In January 2005, CompX completed the sale of such operations for proceeds
(net of expenses) of approximately $22.3 million. The net proceeds consisted of
approximately $18.1 million in cash at the date of sale and a $4.2 million
principal amount note receivable from the purchaser bearing interest at a fixed
rate of 7% and payable over four years. The note receivable is collateralized by
a secondary lien on the assets sold and is subordinated to certain third-party
indebtedness of the purchaser. Accordingly, the Company no longer includes the
results of operations of Thomas Regout subsequent to December 31, 2004 in its
consolidated financial statements. The net proceeds from the January 2005 sale
of Thomas Regout were approximately $860,000 less than the net realizable value
estimated at the time of the goodwill impairment charge (primarily due to higher
expenses associated with the disposal of the Thomas Regout operations), and
discontinued operations in the first quarter of 2005 includes a charge related
to such differential ($272,000, net of income tax benefit and minority
interest). During the first quarter of 2004, the Thomas Regout operations
reported net sales of $9.9 million, operating income of $400,000, interest
expense of $400,000 and a nominal amount of net income.
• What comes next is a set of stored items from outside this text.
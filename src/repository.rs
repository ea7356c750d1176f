//! Persistence for the `recipes` relation.

use async_trait::async_trait;
use chrono::{DateTime, Utc};
use parking_lot::RwLock;
use rand::seq::IteratorRandom;
use sqlx::{postgres::PgPoolOptions, types::Json, PgPool, Postgres, QueryBuilder};
use std::collections::BTreeMap;
use thiserror::Error;
use tracing::info;

use crate::models::{
    Ingredient, Nutrition, PageQuery, Recipe, RecipeId, RecipeTiny, RecipeUpdate, Step,
};

#[derive(Debug, Error)]
pub enum RepositoryError {
    #[error("Database error: {0}")]
    Database(#[from] sqlx::Error),

    #[error("Migration error: {0}")]
    Migration(#[from] sqlx::migrate::MigrateError),

    #[error("Corrupt row: {0}")]
    Corrupt(String),
}

pub type RepositoryResult<T> = Result<T, RepositoryError>;

#[async_trait]
pub trait RecipeRepository: Send + Sync {
    /// Stores a new recipe, assigning its id and timestamps.
    async fn create(&self, recipe: Recipe) -> RepositoryResult<Recipe>;
    async fn get_by_id(&self, id: RecipeId) -> RepositoryResult<Option<Recipe>>;
    /// Filtered page ordered by id.
    async fn page(&self, query: &PageQuery) -> RepositoryResult<Vec<RecipeTiny>>;
    /// Newest first.
    async fn latest(&self, limit: usize) -> RepositoryResult<Vec<RecipeTiny>>;
    async fn random_id(&self) -> RepositoryResult<Option<RecipeId>>;
    async fn update(&self, id: RecipeId, update: RecipeUpdate) -> RepositoryResult<Option<Recipe>>;
    async fn delete(&self, id: RecipeId) -> RepositoryResult<bool>;
}

// --- In-memory ---

#[derive(Default)]
struct Store {
    last_id: RecipeId,
    recipes: BTreeMap<RecipeId, Recipe>,
}

/// Process-local repository used when no database is configured.
#[derive(Default)]
pub struct InMemoryRecipeRepository {
    store: RwLock<Store>,
}

impl InMemoryRecipeRepository {
    pub fn new() -> Self {
        Self::default()
    }
}

#[async_trait]
impl RecipeRepository for InMemoryRecipeRepository {
    async fn create(&self, mut recipe: Recipe) -> RepositoryResult<Recipe> {
        let mut store = self.store.write();
        store.last_id += 1;
        let id = store.last_id;
        let now = Utc::now();
        recipe.id = Some(id);
        recipe.created_at = Some(now);
        recipe.updated_at = Some(now);
        store.recipes.insert(id, recipe.clone());
        Ok(recipe)
    }

    async fn get_by_id(&self, id: RecipeId) -> RepositoryResult<Option<Recipe>> {
        Ok(self.store.read().recipes.get(&id).cloned())
    }

    async fn page(&self, query: &PageQuery) -> RepositoryResult<Vec<RecipeTiny>> {
        Ok(self
            .store
            .read()
            .recipes
            .values()
            .filter(|r| query.matches(r))
            .skip(query.start)
            .take(query.limit)
            .map(RecipeTiny::from)
            .collect())
    }

    async fn latest(&self, limit: usize) -> RepositoryResult<Vec<RecipeTiny>> {
        let store = self.store.read();
        let mut recipes: Vec<&Recipe> = store.recipes.values().collect();
        recipes.sort_by(|a, b| b.created_at.cmp(&a.created_at).then(b.id.cmp(&a.id)));
        Ok(recipes.into_iter().take(limit).map(RecipeTiny::from).collect())
    }

    async fn random_id(&self) -> RepositoryResult<Option<RecipeId>> {
        let store = self.store.read();
        Ok(store.recipes.keys().copied().choose(&mut rand::thread_rng()))
    }

    async fn update(&self, id: RecipeId, update: RecipeUpdate) -> RepositoryResult<Option<Recipe>> {
        let mut store = self.store.write();
        let Some(recipe) = store.recipes.get_mut(&id) else {
            return Ok(None);
        };
        update.apply_to(recipe);
        recipe.updated_at = Some(Utc::now());
        Ok(Some(recipe.clone()))
    }

    async fn delete(&self, id: RecipeId) -> RepositoryResult<bool> {
        Ok(self.store.write().recipes.remove(&id).is_some())
    }
}

// --- Postgres ---

const COLUMNS: &str = "id, name, type, time_to_cook, ingredients, steps, nutrition, description, \
                       notes, servings, user_image_paths, generated_image_path, created_at, updated_at";

#[derive(sqlx::FromRow)]
struct RecipeRow {
    id: i64,
    name: String,
    #[sqlx(rename = "type")]
    recipe_type: String,
    time_to_cook: f64,
    ingredients: Json<Vec<Ingredient>>,
    steps: Json<Vec<Step>>,
    nutrition: Json<Nutrition>,
    description: String,
    notes: Option<String>,
    servings: Option<f64>,
    user_image_paths: Vec<String>,
    generated_image_path: Option<String>,
    created_at: DateTime<Utc>,
    updated_at: DateTime<Utc>,
}

impl TryFrom<RecipeRow> for Recipe {
    type Error = RepositoryError;

    fn try_from(row: RecipeRow) -> Result<Self, Self::Error> {
        Ok(Recipe {
            id: Some(row.id),
            name: row.name,
            recipe_type: row
                .recipe_type
                .parse()
                .map_err(|e: crate::models::UnknownRecipeType| RepositoryError::Corrupt(e.to_string()))?,
            time_to_cook: row.time_to_cook,
            ingredients: row.ingredients.0,
            steps: row.steps.0,
            nutrition: row.nutrition.0,
            description: row.description,
            notes: row.notes,
            servings: row.servings,
            user_image_paths: row.user_image_paths,
            generated_image_path: row.generated_image_path,
            created_at: Some(row.created_at),
            updated_at: Some(row.updated_at),
        })
    }
}

fn to_tiny(rows: Vec<RecipeRow>) -> RepositoryResult<Vec<RecipeTiny>> {
    rows.into_iter()
        .map(|row| Recipe::try_from(row).map(|r| RecipeTiny::from(&r)))
        .collect()
}

fn escape_like(s: &str) -> String {
    s.replace('\\', "\\\\").replace('%', "\\%").replace('_', "\\_")
}

fn page_query(query: &PageQuery) -> QueryBuilder<'static, Postgres> {
    let mut qb = QueryBuilder::new(format!("SELECT {COLUMNS} FROM recipes"));
    let mut sep = " WHERE ";
    if !query.types.is_empty() {
        let types: Vec<String> = query.types.iter().map(|t| t.as_str().to_string()).collect();
        qb.push(sep).push("type = ANY(").push_bind(types).push(")");
        sep = " AND ";
    }
    if let Some(q) = &query.query {
        qb.push(sep).push("name ILIKE ").push_bind(format!("%{}%", escape_like(q)));
    }
    qb.push(" ORDER BY id LIMIT ")
        .push_bind(query.limit as i64)
        .push(" OFFSET ")
        .push_bind(query.start as i64);
    qb
}

pub struct PgRecipeRepository {
    pool: PgPool,
}

impl PgRecipeRepository {
    /// Connects and brings the schema up to date.
    pub async fn connect(database_url: &str) -> RepositoryResult<Self> {
        let pool = PgPoolOptions::new()
            .max_connections(5)
            .connect(database_url)
            .await?;
        sqlx::migrate!("./migrations").run(&pool).await?;
        info!("Connected to Postgres and applied migrations");
        Ok(Self { pool })
    }
}

#[async_trait]
impl RecipeRepository for PgRecipeRepository {
    async fn create(&self, recipe: Recipe) -> RepositoryResult<Recipe> {
        let sql = format!(
            "INSERT INTO recipes (name, type, time_to_cook, ingredients, steps, nutrition, description, \
             notes, servings, user_image_paths, generated_image_path) \
             VALUES ($1, $2, $3, $4, $5, $6, $7, $8, $9, $10, $11) RETURNING {COLUMNS}"
        );
        let row = sqlx::query_as::<Postgres, RecipeRow>(&sql)
            .bind(&recipe.name)
            .bind(recipe.recipe_type.as_str())
            .bind(recipe.time_to_cook)
            .bind(Json(&recipe.ingredients))
            .bind(Json(&recipe.steps))
            .bind(Json(&recipe.nutrition))
            .bind(&recipe.description)
            .bind(&recipe.notes)
            .bind(recipe.servings)
            .bind(&recipe.user_image_paths)
            .bind(&recipe.generated_image_path)
            .fetch_one(&self.pool)
            .await?;
        Recipe::try_from(row)
    }

    async fn get_by_id(&self, id: RecipeId) -> RepositoryResult<Option<Recipe>> {
        let sql = format!("SELECT {COLUMNS} FROM recipes WHERE id = $1");
        sqlx::query_as::<Postgres, RecipeRow>(&sql)
            .bind(id)
            .fetch_optional(&self.pool)
            .await?
            .map(Recipe::try_from)
            .transpose()
    }

    async fn page(&self, query: &PageQuery) -> RepositoryResult<Vec<RecipeTiny>> {
        let mut qb = page_query(query);
        let rows = qb.build_query_as::<RecipeRow>().fetch_all(&self.pool).await?;
        to_tiny(rows)
    }

    async fn latest(&self, limit: usize) -> RepositoryResult<Vec<RecipeTiny>> {
        let sql = format!("SELECT {COLUMNS} FROM recipes ORDER BY created_at DESC, id DESC LIMIT $1");
        let rows = sqlx::query_as::<Postgres, RecipeRow>(&sql)
            .bind(limit as i64)
            .fetch_all(&self.pool)
            .await?;
        to_tiny(rows)
    }

    async fn random_id(&self) -> RepositoryResult<Option<RecipeId>> {
        let id = sqlx::query_scalar::<Postgres, i64>("SELECT id FROM recipes ORDER BY RANDOM() LIMIT 1")
            .fetch_optional(&self.pool)
            .await?;
        Ok(id)
    }

    async fn update(&self, id: RecipeId, update: RecipeUpdate) -> RepositoryResult<Option<Recipe>> {
        let sql = format!(
            "UPDATE recipes SET \
                name = COALESCE($1, name), \
                type = COALESCE($2, type), \
                time_to_cook = COALESCE($3, time_to_cook), \
                ingredients = COALESCE($4, ingredients), \
                steps = COALESCE($5, steps), \
                nutrition = COALESCE($6, nutrition), \
                description = COALESCE($7, description), \
                notes = COALESCE($8, notes), \
                servings = COALESCE($9, servings), \
                user_image_paths = COALESCE($10, user_image_paths), \
                updated_at = now() \
             WHERE id = $11 RETURNING {COLUMNS}"
        );
        sqlx::query_as::<Postgres, RecipeRow>(&sql)
            .bind(update.name)
            .bind(update.recipe_type.map(|t| t.as_str()))
            .bind(update.time_to_cook)
            .bind(update.ingredients.map(Json))
            .bind(update.steps.map(Json))
            .bind(update.nutrition.map(Json))
            .bind(update.description)
            .bind(update.notes)
            .bind(update.servings)
            .bind(update.user_image_paths)
            .bind(id)
            .fetch_optional(&self.pool)
            .await?
            .map(Recipe::try_from)
            .transpose()
    }

    async fn delete(&self, id: RecipeId) -> RepositoryResult<bool> {
        let rows_affected = sqlx::query("DELETE FROM recipes WHERE id = $1")
            .bind(id)
            .execute(&self.pool)
            .await?
            .rows_affected();
        Ok(rows_affected > 0)
    }
}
Note 16 - Accounting principles not yet implemented:
Inventory costs. The Company will adopt SFAS No. 151, Inventory Costs, an
amendment of ARB No. 43, Chapter 4, for inventory costs incurred on or after
January 1, 2006. SFAS No. 151 requires that the allocation of fixed production
overhead costs to inventory shall be based on normal capacity. Normal capacity
is not defined as a fixed amount; rather, normal capacity refers to a range of
production levels expected to be achieved over a number of periods under normal
circumstances, taking into account the loss of capacity resulting from planned
maintenance shutdowns. The amount of fixed overhead allocated to each unit of
production is not increased as a consequence of idle plant or production levels
below the low end of normal capacity, but instead a portion of fixed overhead
costs is charged to expense as incurred. Alternatively, in periods of production
above the high end of normal capacity, the amount of fixed overhead costs
allocated to each unit of production is decreased so that inventories are not
measured above cost. SFAS No. 151 also clarifies existing GAAP to require that
abnormal freight and wasted materials (spoilage) are to be expensed as incurred.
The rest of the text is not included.